RB: Haben Sie durch die Beschäftigung mit den Schriften der alten Meister den tiefen Sinn des Lebens herausgefunden?
Johannes Huber: Eine der ersten Großleistungen des menschlichen Verstandes, unmittelbar nach dem Erwachen seines Bewusstseins, war die Erkenntnis, dass es eine Intelligenz gibt, die seine eigene Intelligenz übersteigt – wir nennen es heute Transzendenz. In den alten Schriften spiegelt sich dieses Erwachen in einer unerwartet klaren Diktion wider. Jahrtausende später stempelte der Philosoph Ludwig Feuerbach dies als Erfindung der menschlichen Sehnsüchte ab. Der Psychotherapeut Otto Kernberg hingegen spricht davon, dass die Menschen das Transzendente entdeckt haben und schließt sich damit der Weisheitslehre der Antike an.
RB: Ihr Buch soll Suchenden eine Hilfestellung sein. Würden Sie sich selbst als Suchenden bezeichnen?
Huber: Jeder Wissenschaftler ist ein Suchender, da keiner von sich behaupten darf, die Weisheit gepachtet zu haben. In Sinnfragen wird allerdings das Suchen schwerer, da unser Planet zum globalen Vergnügungsland wird und man alle Brücken zu anderen Seinsweisen abbricht. Die Erhebung des Konsums zum Maß aller Dinge verdunkelt den Blick für das Transzendente.
RB: Leben Sie auch nach den Anleitungen der großen Mystiker?
Huber: Pythagoras liefert dazu gute Beispiele: den Geist durch gelegentliches Fasten wach zu halten, über wissenschaftliche Fragen nachzudenken und dabei sein Herz zu erfreuen, Gutes zu tun, wo es möglich ist und sich stets zu vergegenwärtigen, dass wir Teil eines großen ewigen Universums sind, in dem wir eingebettet sind.
RB: Welcher dieser Denker hat Sie persönlich am meisten beeindruckt und inspiriert?
Huber: Platon hat das Feuer der Transzendenz entzündet, das über Jahrtausende weitergetragen wurde. Er war der Meinung, dass dieses Leben – wie der Schatten in einer Höhle – nur der Abglanz einer anderen Welt ist, was selbst schon für dieses Universum gelten könnte – für den subatomaren Bereich, aus dem auch wir bestehen. Dort wo es keine Zeit und auch keinen Raum gibt. Der Nobelpreisträger Sir Penrose vertritt diese Meinung.
RB: Ist es möglich, dass der moderne, technologisch orientierte Mensch die Lehren der alten Weisen umsetzen kann?
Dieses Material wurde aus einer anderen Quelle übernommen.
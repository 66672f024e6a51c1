use std::collections::HashSet;

use chrono::{NaiveDate, Weekday};
use thiserror::Error;

use super::{Bounds, Session, YearMonth};

pub const DEFAULT_MONTH_NAMES: [&str; 12] = [
    "January", "February", "March",     "April",   "May",      "June",
    "July",    "August",   "September", "October", "November", "December",
];

/// Indexed by `Weekday::num_days_from_monday`.
pub const DEFAULT_DAY_NAMES: [&str; 7] = ["Mon", "Tue", "Wed", "Thu", "Fri", "Sat", "Sun"];

// ─── Errors ───────────────────────────────────────────────────────────────────

/// A configuration change that was refused. The previous value stays in place.
#[derive(Debug, Clone, PartialEq, Eq, Error)]
pub enum ConfigError {
    #[error("there must be 7 day names, {0} provided")]
    DayNames(usize),
    #[error("there must be 12 month names, {0} provided")]
    MonthNames(usize),
    #[error("earliest date {earliest} must not come after the calendar date {anchor}")]
    EarliestAfterAnchor { earliest: NaiveDate, anchor: NaiveDate },
    #[error("latest date {latest} must not come before the calendar date {anchor}")]
    LatestBeforeAnchor { latest: NaiveDate, anchor: NaiveDate },
}

// ─── Validated configuration ──────────────────────────────────────────────────

/// Immutable picker settings shared by grid building and navigation.
#[derive(Debug, Clone, PartialEq, Eq)]
pub struct PickerConfig {
    week_start:  Weekday,
    excluded:    HashSet<Weekday>,
    bounds:      Bounds,
    day_names:   Option<[String; 7]>,
    month_names: [String; 12],
}

impl Default for PickerConfig {
    fn default() -> Self {
        Self {
            week_start:  Weekday::Sun,
            excluded:    HashSet::new(),
            bounds:      Bounds::default(),
            day_names:   None,
            month_names: DEFAULT_MONTH_NAMES.map(str::to_owned),
        }
    }
}

impl PickerConfig {
    pub fn week_start(&self) -> Weekday { self.week_start }
    pub fn bounds(&self) -> &Bounds { &self.bounds }
    pub fn excluded(&self) -> &HashSet<Weekday> { &self.excluded }
    pub fn is_excluded(&self, day: Weekday) -> bool { self.excluded.contains(&day) }

    /// Column labels, leftmost first. Without custom names the English short
    /// names are rotated to the week start.
    pub fn header(&self) -> [String; 7] {
        match &self.day_names {
            Some(names) => names.clone(),
            None => {
                let start = self.week_start.num_days_from_monday() as usize;
                std::array::from_fn(|i| DEFAULT_DAY_NAMES[(start + i) % 7].to_owned())
            }
        }
    }

    pub fn month_names(&self) -> &[String; 12] { &self.month_names }

    /// `"February 2024"`, or the configured equivalent.
    pub fn title(&self, month: YearMonth) -> String {
        format!("{} {}", self.month_names[month.month() as usize - 1], month.year())
    }
}

// ─── Builder ──────────────────────────────────────────────────────────────────

/// Collects settings for a picker opened on `anchor`.
///
/// Every setter validates on the spot; a rejected value never replaces the
/// current one. Calls chain through `?`:
///
/// ```
/// # use chrono::{NaiveDate, Weekday};
/// # use datepick::Picker;
/// # fn main() -> Result<(), datepick::ConfigError> {
/// let today = NaiveDate::from_ymd_opt(2024, 2, 15).unwrap();
/// let mut picker = Picker::new(today);
/// picker
///     .earliest(today)?
///     .latest(NaiveDate::from_ymd_opt(2025, 2, 15).unwrap())?
///     .exclude([Weekday::Sat, Weekday::Sun]);
/// let session = picker.open();
/// assert_eq!(session.title(), "February 2024");
/// # Ok(())
/// # }
/// ```
#[derive(Debug, Clone)]
pub struct Picker {
    anchor: NaiveDate,
    config: PickerConfig,
}

impl Picker {
    pub fn new(anchor: NaiveDate) -> Self {
        Self { anchor, config: PickerConfig::default() }
    }

    pub fn anchor(&self) -> NaiveDate { self.anchor }
    pub fn config(&self) -> &PickerConfig { &self.config }

    pub fn week_start(&mut self, start: Weekday) -> &mut Self {
        self.config.week_start = start;
        self
    }

    /// Sets the week start together with matching column labels.
    pub fn week<S: AsRef<str>>(&mut self, start: Weekday, names: &[S]) -> Result<&mut Self, ConfigError> {
        let names = fixed::<7, S>(names).ok_or_else(|| reject(ConfigError::DayNames(names.len())))?;
        self.config.week_start = start;
        self.config.day_names  = Some(names);
        Ok(self)
    }

    pub fn day_names<S: AsRef<str>>(&mut self, names: &[S]) -> Result<&mut Self, ConfigError> {
        let names = fixed::<7, S>(names).ok_or_else(|| reject(ConfigError::DayNames(names.len())))?;
        self.config.day_names = Some(names);
        Ok(self)
    }

    pub fn month_names<S: AsRef<str>>(&mut self, names: &[S]) -> Result<&mut Self, ConfigError> {
        let names = fixed::<12, S>(names).ok_or_else(|| reject(ConfigError::MonthNames(names.len())))?;
        self.config.month_names = names;
        Ok(self)
    }

    /// Replaces the excluded weekdays. Excluding all seven is allowed.
    pub fn exclude<I: IntoIterator<Item = Weekday>>(&mut self, days: I) -> &mut Self {
        self.config.excluded = days.into_iter().collect();
        self
    }

    pub fn earliest(&mut self, earliest: NaiveDate) -> Result<&mut Self, ConfigError> {
        if earliest > self.anchor {
            return Err(reject(ConfigError::EarliestAfterAnchor { earliest, anchor: self.anchor }));
        }
        self.config.bounds.earliest = Some(earliest);
        Ok(self)
    }

    pub fn latest(&mut self, latest: NaiveDate) -> Result<&mut Self, ConfigError> {
        if latest < self.anchor {
            return Err(reject(ConfigError::LatestBeforeAnchor { latest, anchor: self.anchor }));
        }
        self.config.bounds.latest = Some(latest);
        Ok(self)
    }

    pub fn build(&self) -> PickerConfig { self.config.clone() }

    pub fn open(self) -> Session { Session::open(self.anchor, self.config) }
}

fn fixed<const N: usize, S: AsRef<str>>(names: &[S]) -> Option<[String; N]> {
    let owned: Vec<String> = names.iter().map(|s| s.as_ref().to_owned()).collect();
    owned.try_into().ok()
}

fn reject(err: ConfigError) -> ConfigError {
    tracing::debug!("picker configuration rejected: {err}");
    err
}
Huber: Sie können wertvolle Anregungen sein – und gleichzeitig auch ein Gegenpol zu der Einstellung, das Leben sollte in seiner Immanenz reichlichst aufgefasst werden, um alles im Diesseits anzusiedeln, um der Erde treu zu bleiben und auf ihr zu konsumieren.
RB: Sie sind zu dem Schluss gekommen, dass die jahrtausendealten Schriften im Grund alle das Gleiche aussagen. Welche dieser Aussagen ist Ihrer Meinung nach die Wichtigste?
Huber: Der Philosoph Karl Jaspers stellte als einer der Ersten fest, dass zwischen dem 8. und 2. vorchristlichen Jahrhundert in verschiedenen Erdteilen die Überzeugung entstand, dass es neben der innerweltlichen Existenz noch andere Seinsformen geben müsste. Er nannte diese Zeit „Achsenzeit“.
RB: Wäre es denkbar, dass man durch das Studium der alten Schriften die wahre Bestimmung unseres Daseins finden kann?
Huber: Der antike Mensch war weit weniger abgelenkt als der moderne – deswegen ist es wohl denkbar, dass er in Existenzfragen tiefer schürfte als die Jetztzeit.
RB: Was halten Sie von Zarathustras Aussage, den Konflikt zwischen Gut und Böse zu lösen, indem wir den guten übernatürlichen Wesen durch gutes Denken, gutes Handeln und gutes Reden ermöglichen, durch uns an der Besserung der Welt zu arbeiten. Könnten wir so die Konflikte der Erde lösen?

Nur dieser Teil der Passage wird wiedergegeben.